He was not home. My quick-witted aunt, who cooked for him and controlled his drinks (and she was still a little in love with him, and I could not understand how anyone could harbour such feelings) told me that Father had gone to the Doordarshan TV Channel to participate in a panel. Is the show today? It is on the security of the international athletes expected to attend the Commonwealth Games. I don’t know when they will air it. I turned on the TV. A panel was discussing censorship and art – the ninety-year-old painter (the Picasso of India) had been forced out of the country by men who belonged to the Hindu Party. Men in sinister khaki shorts, religious extremists, had slashed and destroyed two more canvases of his. The Picasso of India had ‘offended’ their so-called sentiment by undressing the gods and goddesses. The Picasso of India was unable to find an inch of space to hide himself in the whole of India. The TV camera focused on an overdressed liberal who was verbally attacking a right-winger. My aunt checked if I was going to join them for dinner. Don’t wait for me, I said. I got the car keys from her. Then I drove towards the Doordarshan TV building. Normally I don’t drive when in Delhi but that day the fear of the Indian roads disappeared. I drove carefully and carelessly (establishing my own rules), and that is the proper way to drive in the city of cows, jams and Bentleys. Delhi makes one a child again. Even the toll highways are bumper-car rides. The pedestrians? An afterthought for urban planners. In twenty-five minutes I made it to the Doordarshan parking lot. Full. I paid extra money to get in. From where I planted myself I could see Father’s car; the driver waved at me, and walked up close. Sa’ab is inside. ‘Yes, I know.’ Now I have to make a request: ‘when Papa comes out don’t tell him I am here, just go on driving wherever he is headed and don’t mention me.’ He gave me an odd look. Do as I say. Twenty or thirty minutes later Father walked out of the building, stick in his hand, but he really didn’t need it, he uses the stick like a bandmaster. He was not alone. Father was accompanie
d by a serving police officer; the two men entered the car chattering cheerfully. I followed. Behind the car was a security jeep. The car was headed to the airport. Before the exit to the terminals the car took a detour and made it towards Gurgaon. Then the service road to the statue. It didn’t take me long to understand.

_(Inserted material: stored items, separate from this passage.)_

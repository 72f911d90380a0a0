// SPDX-License-Identifier: CEPL-1.0
//! The desktop window: a winit window driven by explicit event pumping so the
//! render loop stays in charge of when events are processed.

use anyhow::{anyhow, Context, Result};
use bismuth_render::{ExtentSource, RenderSize};
use std::collections::HashSet;
use std::time::Duration;
use tracing::{debug, info};

use winit::application::ApplicationHandler;
use winit::dpi::{LogicalSize, PhysicalSize};
use winit::error::OsError;
use winit::event::{ElementState, WindowEvent};
use winit::event_loop::{ActiveEventLoop, EventLoop};
use winit::keyboard::{KeyCode, PhysicalKey};
use winit::platform::pump_events::{EventLoopExtPumpEvents, PumpStatus};
use winit::raw_window_handle::{
    DisplayHandle, HandleError, HasDisplayHandle, HasWindowHandle, WindowHandle,
};
use winit::window::{WindowAttributes, WindowId};

pub use winit;

#[derive(Clone, Debug)]
pub struct WindowConfig {
    pub title: String,
    pub width: u32,
    pub height: u32,
}

impl Default for WindowConfig {
    fn default() -> Self {
        Self {
            title: "bismuth".to_owned(),
            width: 800,
            height: 600,
        }
    }
}

/// Keys currently held down, by physical position.
#[derive(Debug, Default)]
pub struct KeyState {
    pressed: HashSet<KeyCode>,
}

impl KeyState {
    pub fn apply(&mut self, code: KeyCode, state: ElementState) {
        match state {
            ElementState::Pressed => {
                self.pressed.insert(code);
            }
            ElementState::Released => {
                self.pressed.remove(&code);
            }
        }
    }

    pub fn is_pressed(&self, code: KeyCode) -> bool {
        self.pressed.contains(&code)
    }

    /// Focus loss swallows the release events, so everything is let go.
    pub fn clear(&mut self) {
        self.pressed.clear();
    }
}

fn render_size(size: PhysicalSize<u32>) -> RenderSize {
    RenderSize::new(size.width, size.height)
}

struct WindowState {
    attributes: WindowAttributes,
    window: Option<winit::window::Window>,
    create_error: Option<OsError>,
    extent: RenderSize,
    resized: bool,
    close_requested: bool,
    keys: KeyState,
}

impl ApplicationHandler for WindowState {
    fn resumed(&mut self, event_loop: &ActiveEventLoop) {
        if self.window.is_some() {
            return;
        }
        match event_loop.create_window(self.attributes.clone()) {
            Ok(window) => {
                self.extent = render_size(window.inner_size());
                info!(
                    "window created ({}x{})",
                    self.extent.width, self.extent.height
                );
                self.window = Some(window);
            }
            Err(e) => self.create_error = Some(e),
        }
    }

    fn window_event(&mut self, _event_loop: &ActiveEventLoop, window_id: WindowId, event: WindowEvent) {
        if let Some(window) = &self.window {
            if window_id != window.id() {
                return;
            }
        }

        match event {
            WindowEvent::CloseRequested => {
                info!("CloseRequested");
                self.close_requested = true;
            }
            WindowEvent::Resized(new_size) => {
                let extent = render_size(new_size);
                if extent != self.extent {
                    debug!("Resized → {}x{}", extent.width, extent.height);
                    self.extent = extent;
                    self.resized = true;
                }
            }
            WindowEvent::Focused(false) => self.keys.clear(),
            WindowEvent::KeyboardInput { event, .. } => {
                if let PhysicalKey::Code(code) = event.physical_key {
                    self.keys.apply(code, event.state);
                }
            }
            _ => {}
        }
    }
}

/// A single window plus the event loop that feeds it.
pub struct Window {
    event_loop: EventLoop<()>,
    state: WindowState,
}

impl Window {
    pub fn new(config: &WindowConfig) -> Result<Self> {
        let event_loop = EventLoop::new().context("creating the event loop")?;
        let attributes = winit::window::Window::default_attributes()
            .with_title(config.title.clone())
            .with_inner_size(LogicalSize::new(config.width, config.height));

        let mut this = Self {
            event_loop,
            state: WindowState {
                attributes,
                window: None,
                create_error: None,
                extent: RenderSize::default(),
                resized: false,
                close_requested: false,
                keys: KeyState::default(),
            },
        };

        // The window is created from the first `resumed` callback.
        while this.state.window.is_none() {
            if let Some(e) = this.state.create_error.take() {
                return Err(anyhow!("creating the window: {e}"));
            }
            if let PumpStatus::Exit(code) = this.pump(None) {
                return Err(anyhow!("event loop exited ({code}) before the window was created"));
            }
        }
        Ok(this)
    }

    fn pump(&mut self, timeout: Option<Duration>) -> PumpStatus {
        let status = self.event_loop.pump_app_events(timeout, &mut self.state);
        if let PumpStatus::Exit(_) = status {
            self.state.close_requested = true;
        }
        status
    }

    /// Processes pending events without blocking.
    pub fn poll_events(&mut self) {
        self.pump(Some(Duration::ZERO));
    }

    pub fn should_close(&self) -> bool {
        self.state.close_requested
    }

    /// Returns whether the window was resized since the last call, and clears
    /// the flag.
    pub fn take_resized(&mut self) -> bool {
        std::mem::take(&mut self.state.resized)
    }

    pub fn is_key_pressed(&self, code: KeyCode) -> bool {
        self.state.keys.is_pressed(code)
    }

    pub fn keys(&self) -> &KeyState {
        &self.state.keys
    }

    fn inner(&self) -> Result<&winit::window::Window, HandleError> {
        self.state.window.as_ref().ok_or(HandleError::Unavailable)
    }
}

impl ExtentSource for Window {
    fn extent(&self) -> RenderSize {
        self.state.extent
    }

    fn wait_events(&mut self) {
        self.pump(None);
    }
}

impl HasWindowHandle for Window {
    fn window_handle(&self) -> Result<WindowHandle<'_>, HandleError> {
        self.inner()?.window_handle()
    }
}

impl HasDisplayHandle for Window {
    fn display_handle(&self) -> Result<DisplayHandle<'_>, HandleError> {
        self.inner()?.display_handle()
    }
}

#[cfg(test)]
mod tests {
    use super::*;

    #[test]
    fn key_state_tracks_press_and_release() {
        let mut keys = KeyState::default();
        keys.apply(KeyCode::KeyW, ElementState::Pressed);
        keys.apply(KeyCode::KeyA, ElementState::Pressed);
        assert!(keys.is_pressed(KeyCode::KeyW));

        keys.apply(KeyCode::KeyW, ElementState::Released);
        assert!(!keys.is_pressed(KeyCode::KeyW));
        assert!(keys.is_pressed(KeyCode::KeyA));
    }

    #[test]
    fn releasing_an_unpressed_key_is_harmless() {
        let mut keys = KeyState::default();
        keys.apply(KeyCode::Space, ElementState::Released);
        assert!(!keys.is_pressed(KeyCode::Space));
    }

    #[test]
    fn clear_releases_everything() {
        let mut keys = KeyState::default();
        keys.apply(KeyCode::ArrowUp, ElementState::Pressed);
        keys.apply(KeyCode::ControlLeft, ElementState::Pressed);
        keys.clear();
        assert!(!keys.is_pressed(KeyCode::ArrowUp));
        assert!(!keys.is_pressed(KeyCode::ControlLeft));
    }

    #[test]
    fn minimized_windows_report_a_zero_extent() {
        assert!(render_size(PhysicalSize::new(0, 0)).is_zero());
        assert_eq!(render_size(PhysicalSize::new(1280, 720)), RenderSize::new(1280, 720));
    }

    #[test]
    fn default_window_config() {
        let cfg = WindowConfig::default();
        assert_eq!((cfg.width, cfg.height), (800, 600));
        assert_eq!(cfg.title, "bismuth");
    }
}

The car stopped in front of the eighty-foot-high statue of Shiva. The monument of excess. Thermodynamics of new materials and materialism. A strong, reinforced god, looking authentically metallic with a little help from car paint.
From the parking area the two men followed the concrete path to the base of the statue. My father in civilian clothes, stick in hand. His companion, ten or fifteen years younger, in IPS ceremonial dress (khaki tunic, tie, belt, hat). I observed them from a distance.
They sat, the two dwarfs, next to concrete Shiva and watched the planes land just across the highway. The new terminal at the Indira Gandhi International Airport was ready. This is where Commonwealth athletes from seventy-one countries (ex-colonies) were going to land in the near future.
From the parking lot I marvelled at drive-by religion, and I marvelled at the tourists, picnickers, stalled motorcycle-wallahs and other devotees. They stood little chance of gaining proximity to the god; the ones closest were the birds. On Shiva’s hand, arm, snake, drum, trishul and fluted hair. Rose-ringed parakeets, pigeons, sparrows.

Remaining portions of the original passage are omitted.